# what settings do y'all use for studio portraiture?



## jdramirez (Jul 24, 2014)

I'm a fan of bokeh... but when you have a single color backdrop behind your subject... shooting at a thin depth of field just seems like a dangerous game to play. This is the shot... if only the eyes were in focus. 


Stopping down to f8 solves some of the thin dof issues... and since you can control the lighting, the images won't be under exposed... but then we don't want the images to sharp to show how fugly our subject is...

So I think... 100L for really sharp eyes, but 85 f1.2 for softer blurred skin, but maybe my in home studio isn't that big... so just go for a 35 L... 

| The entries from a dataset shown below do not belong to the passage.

//! Shorts Studio pipeline runner.
//!
//! Runs one idea through the whole pipeline (demo or live services) and
//! logs every studio event along the way.

use anyhow::Context;
use tracing::{error, info, warn};
use tracing_subscriber::{fmt, prelude::*, EnvFilter};

use shorts_models::EXAMPLE_IDEA;
use shorts_studio::assets::failure_counts;
use shorts_studio::{Studio, StudioConfig};

#[tokio::main]
async fn main() -> anyhow::Result<()> {
    // Load environment variables
    dotenvy::dotenv().ok();

    // Colored output for dev, JSON for production
    let use_json = std::env::var("LOG_FORMAT")
        .map(|v| v.to_lowercase() == "json")
        .unwrap_or(false);

    let env_filter = EnvFilter::from_default_env()
        .add_directive("shorts=info".parse()?)
        .add_directive("hyper=warn".parse()?)
        .add_directive("reqwest=warn".parse()?);

    if use_json {
        tracing_subscriber::registry()
            .with(fmt::layer().json())
            .with(env_filter)
            .init();
    } else {
        tracing_subscriber::registry()
            .with(
                fmt::layer()
                    .with_ansi(true)
                    .with_target(true)
                    .with_thread_ids(false)
                    .with_file(false)
                    .with_line_number(false),
            )
            .with(env_filter)
            .init();
    }

    info!("Starting shorts-studio");

    let config = StudioConfig::from_env();
    info!("Studio config: {:?}", config);

    let studio = Studio::new(config).context("failed to create studio")?;

    // Log events as the view would receive them
    let mut events = studio.subscribe();
    let event_logger = tokio::spawn(async move {
        loop {
            match events.recv().await {
                Ok(event) => match serde_json::to_string(&event) {
                    Ok(json) => info!(event = %json, "Studio event"),
                    Err(e) => warn!("Failed to serialize event: {}", e),
                },
                Err(tokio::sync::broadcast::error::RecvError::Lagged(n)) => {
                    warn!("Event logger lagged by {} events", n);
                }
                Err(tokio::sync::broadcast::error::RecvError::Closed) => break,
            }
        }
    });

    let idea = std::env::var("SHORTS_IDEA").unwrap_or_else(|_| EXAMPLE_IDEA.to_string());
    let result = run(&studio, &idea).await;

    let snapshot = studio.snapshot().await;
    info!(
        phase = snapshot.phase.as_str(),
        "Final snapshot: {}",
        serde_json::to_string_pretty(&snapshot)?
    );

    drop(studio);
    event_logger.await.ok();

    if let Err(e) = &result {
        error!("Pipeline failed: {:#}", e);
    }
    result
}

/// Idea to video, retrying failed images once.
async fn run(studio: &Studio, idea: &str) -> anyhow::Result<()> {
    let content = studio
        .generate_content_default(idea)
        .await
        .context("content generation failed")?;
    for prompt in &content.prompts {
        info!("{}", prompt.label());
    }

    let outcomes = studio.generate_all().await.context("image generation failed")?;
    let (request_failures, retrieval_failures) = failure_counts(&outcomes);
    if request_failures + retrieval_failures > 0 {
        warn!(
            request_failures,
            retrieval_failures, "Retrying failed images once"
        );
        for outcome in outcomes.iter().filter(|o| !o.is_ready()) {
            studio.regenerate_one(outcome.slot).await?;
        }
    }

    let filename = studio
        .generate_voiceover()
        .await
        .context("voiceover generation failed")?;
    info!("Voiceover ready: {}", filename);

    if !studio.gate_open().await {
        anyhow::bail!("some images are still missing; not creating a video");
    }
    let video = studio.assemble().await.context("video assembly failed")?;
    info!(url = %video.url, "Video ready: {}", video.download_name);
    Ok(())
}
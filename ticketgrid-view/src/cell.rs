//! Canonical cell values
//!
//! Raw field values arrive in whatever shape the transport chose: plain
//! numbers, numeric strings, or big-decimal wrappers. [`CellValue::coerce`]
//! normalizes them so comparison and display use one rule per logical field,
//! no matter how the backend serialized it.

use std::fmt;

use ticketgrid_lib::model::Value;

/// Placeholder rendered for absent values.
pub const EMPTY_CELL: &str = "—";

/// The canonical comparable/renderable form of a field value.
#[derive(Debug, Clone, PartialEq)]
pub enum CellValue {
    /// Absent value.
    Null,
    /// Numeric value.
    Num(f64),
    /// Text value.
    Text(String),
    /// Composite value, compared element-wise.
    List(Vec<CellValue>),
}

impl CellValue {
    /// Coerces a raw record value into its canonical form.
    ///
    /// Numbers pass through. Strings become numbers only when the trimmed
    /// string is non-empty and fully numeric. Decimals collapse to their
    /// numeric value. Nested records have no scalar form and coerce to null.
    pub fn coerce(value: &Value) -> CellValue {
        match value {
            Value::Null => CellValue::Null,
            Value::Bool(b) => CellValue::Text(b.to_string()),
            Value::Int(n) => CellValue::Num(*n as f64),
            Value::Float(n) if n.is_finite() => CellValue::Num(*n),
            Value::Float(_) => CellValue::Null,
            Value::Decimal(d) => match value.as_f64() {
                Some(n) if n.is_finite() => CellValue::Num(n),
                _ => CellValue::Text(d.to_string()),
            },
            Value::String(s) => match parse_numeric(s) {
                Some(n) => CellValue::Num(n),
                None => CellValue::Text(s.clone()),
            },
            Value::Record(_) => CellValue::Null,
            Value::List(items) => CellValue::List(items.iter().map(CellValue::coerce).collect()),
        }
    }

    /// Coerces an optional value; absent becomes null.
    pub fn coerce_opt(value: Option<&Value>) -> CellValue {
        match value {
            Some(value) => CellValue::coerce(value),
            None => CellValue::Null,
        }
    }

    /// Returns `true` if this is the null cell.
    pub fn is_null(&self) -> bool {
        matches!(self, CellValue::Null)
    }

    /// Returns the numeric form, if this cell is numeric.
    pub fn as_num(&self) -> Option<f64> {
        match self {
            CellValue::Num(n) => Some(*n),
            _ => None,
        }
    }

    /// The string form used for substring search.
    ///
    /// Unlike [`Display`](fmt::Display), null contributes nothing here, so a
    /// query can never match the placeholder of an absent value.
    pub fn search_text(&self) -> String {
        match self {
            CellValue::Null => String::new(),
            other => other.to_string(),
        }
    }
}

/// Parses a string as a number iff it is non-empty and fully numeric.
fn parse_numeric(s: &str) -> Option<f64> {
    let trimmed = s.trim();
    if trimmed.is_empty() {
        return None;
    }
    trimmed.parse::<f64>().ok().filter(|n| n.is_finite())
}

fn write_num(f: &mut fmt::Formatter<'_>, n: f64) -> fmt::Result {
    if n.fract() == 0.0 && n.abs() < 1e15 {
        write!(f, "{}", n as i64)
    } else {
        write!(f, "{n}")
    }
}

impl fmt::Display for CellValue {
    fn fmt(&self, f: &mut fmt::Formatter<'_>) -> fmt::Result {
        match self {
            CellValue::Null => f.write_str(EMPTY_CELL),
            CellValue::Num(n) => write_num(f, *n),
            CellValue::Text(s) => f.write_str(s),
            CellValue::List(items) => {
                f.write_str("[")?;
                for (i, item) in items.iter().enumerate() {
                    if i > 0 {
                        f.write_str(",")?;
                    }
                    // JSON-like element forms inside composites
                    match item {
                        CellValue::Null => f.write_str("null")?,
                        CellValue::Num(n) => write_num(f, *n)?,
                        CellValue::Text(s) => write!(f, "\"{s}\"")?,
                        nested @ CellValue::List(_) => write!(f, "{nested}")?,
                    }
                }
                f.write_str("]")
            }
        }
    }
}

I make my decisions based on how I feel at the moment... some at f8... some at .11 inches of dof...


----------



## Besisika (Jul 24, 2014)

I rarely shoot in my home studio these days, but when I do I shoot only at f8-f11 on 100mmL, on a tripod, tethered - very basic. 
I don't do shallow dof, too much work to remove the background.


----------



## mackguyver (Jul 24, 2014)

Usually f/8 or f/11 at 1/200s, ISO 100 unless there's a need to get more or less DOF. Lately, I've been using my TS-E 24 II (+/- 1.4x III) a lot for product shots where I shift the lens to avoid reflections or tilt for more DOF, which has been a really fun use of the lens.

Also, sometimes I'm lazy and I bump up my ISO to 200 or 400 instead of adjusting the lights


----------



## JonAustin (Jul 24, 2014)

I'd err on the side of "too sharp," rather than risk an OOF subject. It's relatively easy to smooth wrinkles, clone out blemishes, etc., in post. It's impossible to bring OOF areas into sharpness.

I keep the backdrop out of focus by positioning it at least 6' behind the subject. I usually shoot at f/5.6 - f/8, 1/90 and ISO 400, which is quite clean on the 5D3 (and extends speedlite battery life).


----------